START Supplied data

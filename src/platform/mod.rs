//=========================================================================
// Platform Subsystem
//
// Bridges Winit (OS-level events) with the game loop, all on one thread.
//
// Architecture:
// ```text
//  Main Thread:
//  ┌────────────────────────────────────────────┐
//  │  Winit Event Loop (ControlFlow::WaitUntil) │
//  │   ├─ tick deadline reached → request_redraw│
//  │   ├─ RedrawRequested → Scene → Frame →     │
//  │   │     softbuffer present                 │
//  │   └─ other events → EventMapper → Event    │
//  │         └─ Game::handle (board, banner,    │
//  │            run state)                      │
//  └────────────────────────────────────────────┘
// ```
//
// Key Design Decisions:
// - **Single thread**: rendering, input, and game state share the loop;
//   the wakeup deadline multiplexes the fixed tick with OS events
// - **Decode once**: Winit events become `Event` values at this
//   boundary and nothing below it sees Winit types
// - **Fixed tick**: redraws are driven by the configured tick rate, not
//   by the monitor or by input activity
//
// Responsibilities:
// - Create the OS window, icon, and presentation surface
// - Schedule the fixed-rate tick and present frames
// - Feed decoded events to the game and exit when it stops
//
//=========================================================================

//=== Submodules ==========================================================

mod event_mapper;

//=== Standard Library Imports ============================================

use std::num::NonZeroU32;
use std::sync::Arc;
use std::time::{Duration, Instant};

//=== External Crates =====================================================

use log::{debug, error, info, warn};
use winit::{
    application::ApplicationHandler,
    dpi::LogicalSize,
    event::{StartCause, WindowEvent},
    event_loop::{ActiveEventLoop, ControlFlow, EventLoop},
    window::{Icon, Window, WindowAttributes, WindowId},
};

//=== Internal Imports ====================================================

use crate::assets::ImageCache;
use crate::audio::Music;
use crate::core::{Event, Game};
use crate::render::text::{TextRenderer, BANNER_COLOR};
use crate::render::{Frame, Scene};
use event_mapper::EventMapper;

//=== PlatformError =======================================================

/// Platform initialization and runtime errors.
///
/// These are fatal: without an event loop and a surface the game
/// cannot run.
#[derive(Debug)]
pub enum PlatformError {
    /// Failed to create the event loop.
    EventLoopCreation(winit::error::EventLoopError),

    /// Event loop execution error.
    EventLoopExecution(winit::error::EventLoopError),

    /// Window creation failed.
    WindowCreation(winit::error::OsError),

    /// Presentation surface could not be created or resized.
    Surface(softbuffer::SoftBufferError),
}

//--- Trait Implementations -----------------------------------------------

impl std::fmt::Display for PlatformError {
    fn fmt(&self, f: &mut std::fmt::Formatter<'_>) -> std::fmt::Result {
        match self {
            Self::EventLoopCreation(e) => write!(f, "Event loop creation failed: {}", e),
            Self::EventLoopExecution(e) => write!(f, "Event loop error: {}", e),
            Self::WindowCreation(e) => write!(f, "Window creation failed: {}", e),
            Self::Surface(e) => write!(f, "Surface error: {}", e),
        }
    }
}

impl std::error::Error for PlatformError {}

//=== Platform ============================================================

/// Window manager and game-loop driver.
///
/// Owns everything with a lifetime tied to the window: the surface, the
/// frame buffer, the scene, the game state, and the music stream. Runs
/// on the main thread (Winit requirement on macOS/iOS).
///
/// # Lifecycle
///
/// 1. **Construction**: `Platform::new(..)` with fully loaded resources
/// 2. **Execution**: `platform.run()` blocks in the event loop
/// 3. **Window creation**: lazily in `resumed()`
/// 4. **Shutdown**: game stops → caches released → loop exits
pub struct Platform {
    /// Window caption.
    title: String,

    /// Initial window side length in logical pixels.
    window_px: u32,

    /// Interval between redraw ticks.
    tick_interval: Duration,

    /// Deadline for the next tick.
    next_tick: Instant,

    /// OS window handle (None until `resumed()` called).
    window: Option<Arc<Window>>,

    /// Presentation surface over the window (created with the window).
    surface: Option<softbuffer::Surface<Arc<Window>, Arc<Window>>>,

    /// CPU-side pixel buffer the scene draws into.
    frame: Frame,

    /// Decodes Winit events at the boundary.
    mapper: EventMapper,

    /// Game session state.
    game: Game,

    /// Drawable scene (background, tiles, banner overlay).
    scene: Scene,

    /// Rasterizes the win banner.
    text: TextRenderer,

    /// Sprite cache, released at shutdown.
    cache: ImageCache,

    /// Background music; kept alive for the life of the loop.
    _music: Option<Music>,
}

impl Platform {
    //--- Construction -----------------------------------------------------

    #[allow(clippy::too_many_arguments)]
    pub fn new(
        title: String,
        window_px: u32,
        tick_interval: Duration,
        game: Game,
        scene: Scene,
        text: TextRenderer,
        cache: ImageCache,
        music: Option<Music>,
    ) -> Self {
        info!(target: "platform", "Platform initialized ({}ms tick)", tick_interval.as_millis());
        Self {
            title,
            window_px,
            tick_interval,
            next_tick: Instant::now(),
            window: None,
            surface: None,
            frame: Frame::new(window_px, window_px),
            mapper: EventMapper::new(),
            game,
            scene,
            text,
            cache,
            _music: music,
        }
    }

    //--- Execution --------------------------------------------------------

    /// Runs the event loop until the game stops or the window closes.
    ///
    /// # Errors
    ///
    /// Returns [`PlatformError`] if the event loop cannot be created or
    /// fails while running.
    ///
    /// # Panics
    ///
    /// Panics if called off the main thread (macOS/iOS Winit
    /// requirement).
    pub fn run(mut self) -> Result<(), PlatformError> {
        debug!(target: "platform", "Starting Winit event loop");

        let event_loop = EventLoop::new().map_err(PlatformError::EventLoopCreation)?;
        event_loop
            .run_app(&mut self)
            .map_err(PlatformError::EventLoopExecution)?;

        info!(target: "platform", "Event loop exited");
        Ok(())
    }

    //--- Internal Helpers -------------------------------------------------

    /// Creates the window and presentation surface.
    fn create_window(&mut self, event_loop: &ActiveEventLoop) -> Result<(), PlatformError> {
        let icon = window_icon(&self.scene);

        let attrs = WindowAttributes::default()
            .with_title(&self.title)
            .with_inner_size(LogicalSize::new(self.window_px, self.window_px))
            .with_window_icon(icon);

        let window = Arc::new(
            event_loop
                .create_window(attrs)
                .map_err(PlatformError::WindowCreation)?,
        );

        info!(
            target: "platform",
            "Window created: {}x{} @ {}x DPI",
            window.inner_size().width,
            window.inner_size().height,
            window.scale_factor()
        );

        let context =
            softbuffer::Context::new(Arc::clone(&window)).map_err(PlatformError::Surface)?;
        let surface = softbuffer::Surface::new(&context, Arc::clone(&window))
            .map_err(PlatformError::Surface)?;

        let size = window.inner_size();
        self.window = Some(window);
        self.surface = Some(surface);
        self.resize_surface(size.width, size.height)?;

        Ok(())
    }

    /// Resizes the surface and frame buffer to the new window size.
    ///
    /// Zero-sized windows (minimized) are skipped; the surface keeps
    /// its previous dimensions until the window is visible again.
    fn resize_surface(&mut self, width: u32, height: u32) -> Result<(), PlatformError> {
        let (Some(w), Some(h)) = (NonZeroU32::new(width), NonZeroU32::new(height)) else {
            debug!(target: "platform", "Skipping resize to {}x{}", width, height);
            return Ok(());
        };

        if let Some(surface) = &mut self.surface {
            surface.resize(w, h).map_err(PlatformError::Surface)?;
            self.frame.resize(width, height);
        }
        Ok(())
    }

    /// Draws the scene and presents it to the window.
    fn present(&mut self) -> Result<(), PlatformError> {
        let Some(surface) = &mut self.surface else {
            return Ok(());
        };

        self.scene
            .draw(&mut self.frame, self.game.board(), self.game.grid());

        let mut buffer = surface.buffer_mut().map_err(PlatformError::Surface)?;
        let pixels = self.frame.pixels();
        if buffer.len() == pixels.len() {
            buffer.copy_from_slice(pixels);
        }
        buffer.present().map_err(PlatformError::Surface)?;
        Ok(())
    }

    /// Feeds one decoded event to the game and applies the fallout:
    /// surface resize, banner overlay, shutdown.
    fn dispatch(&mut self, event: Event, event_loop: &ActiveEventLoop) {
        if let Event::Resized { width, height } = event {
            if let Err(e) = self.resize_surface(width, height) {
                warn!(target: "platform", "{}", e);
            }
        }

        self.game.handle(event);

        if !self.scene.has_overlay() {
            if let Some(banner) = self.game.banner() {
                self.scene
                    .set_overlay(self.text.render(banner, BANNER_COLOR));
            }
        }

        if !self.game.is_running() {
            info!(target: "platform", "Session stopped, shutting down");
            self.cache.clear();
            event_loop.exit();
        }
    }
}

//=== Winit Integration ===================================================

impl ApplicationHandler for Platform {
    /// Called when the app becomes active (startup or mobile resume).
    fn resumed(&mut self, event_loop: &ActiveEventLoop) {
        if self.window.is_some() {
            debug!(target: "platform", "Window already exists (mobile resume?)");
            return;
        }

        if let Err(e) = self.create_window(event_loop) {
            error!(target: "platform", "{}", e);
            event_loop.exit();
            return;
        }

        if let Some(window) = &self.window {
            window.request_redraw();
        }
    }

    /// Schedules the fixed-rate tick.
    ///
    /// The loop sleeps until the next deadline; reaching it triggers a
    /// redraw and arms the following tick. OS events waking the loop
    /// early leave the deadline untouched.
    fn new_events(&mut self, event_loop: &ActiveEventLoop, cause: StartCause) {
        match cause {
            StartCause::Init => {
                self.next_tick = Instant::now() + self.tick_interval;
            }
            StartCause::ResumeTimeReached { .. } => {
                if let Some(window) = &self.window {
                    window.request_redraw();
                }
                self.next_tick = Instant::now() + self.tick_interval;
            }
            _ => {}
        }
        event_loop.set_control_flow(ControlFlow::WaitUntil(self.next_tick));
    }

    /// Handles per-window events.
    fn window_event(
        &mut self,
        event_loop: &ActiveEventLoop,
        _window_id: WindowId,
        event: WindowEvent,
    ) {
        if let WindowEvent::RedrawRequested = event {
            if let Err(e) = self.present() {
                warn!(target: "platform", "{}", e);
            }
            return;
        }

        if let Some(decoded) = self.mapper.map(&event) {
            self.dispatch(decoded, event_loop);
        }
    }
}

//=== Window Icon =========================================================

/// Builds the window icon from the cross sprite.
fn window_icon(scene: &Scene) -> Option<Icon> {
    let sprite = scene.cross_sprite();
    match Icon::from_rgba(sprite.to_rgba(), sprite.width(), sprite.height()) {
        Ok(icon) => Some(icon),
        Err(e) => {
            warn!(target: "platform", "Window icon rejected: {}", e);
            None
        }
    }
}

//=========================================================================
// Unit Tests
//=========================================================================

#[cfg(test)]
mod tests {
    use super::*;

    // Constructing a Platform needs loaded sprites and a font, and the
    // event loop needs a display. Coverage here validates the error
    // type; loop behavior is exercised by the core and render tests.

    #[test]
    fn platform_error_is_error_trait() {
        fn assert_error<T: std::error::Error>() {}
        assert_error::<PlatformError>();
    }

    #[test]
    fn platform_error_display_format() {
        fn assert_display<T: std::fmt::Display>() {}
        assert_display::<PlatformError>();
    }
}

END Supplied data

What you should do →
Once the lines containing "EventMapper" in the data above are counted, give the total by itself.

Response →
4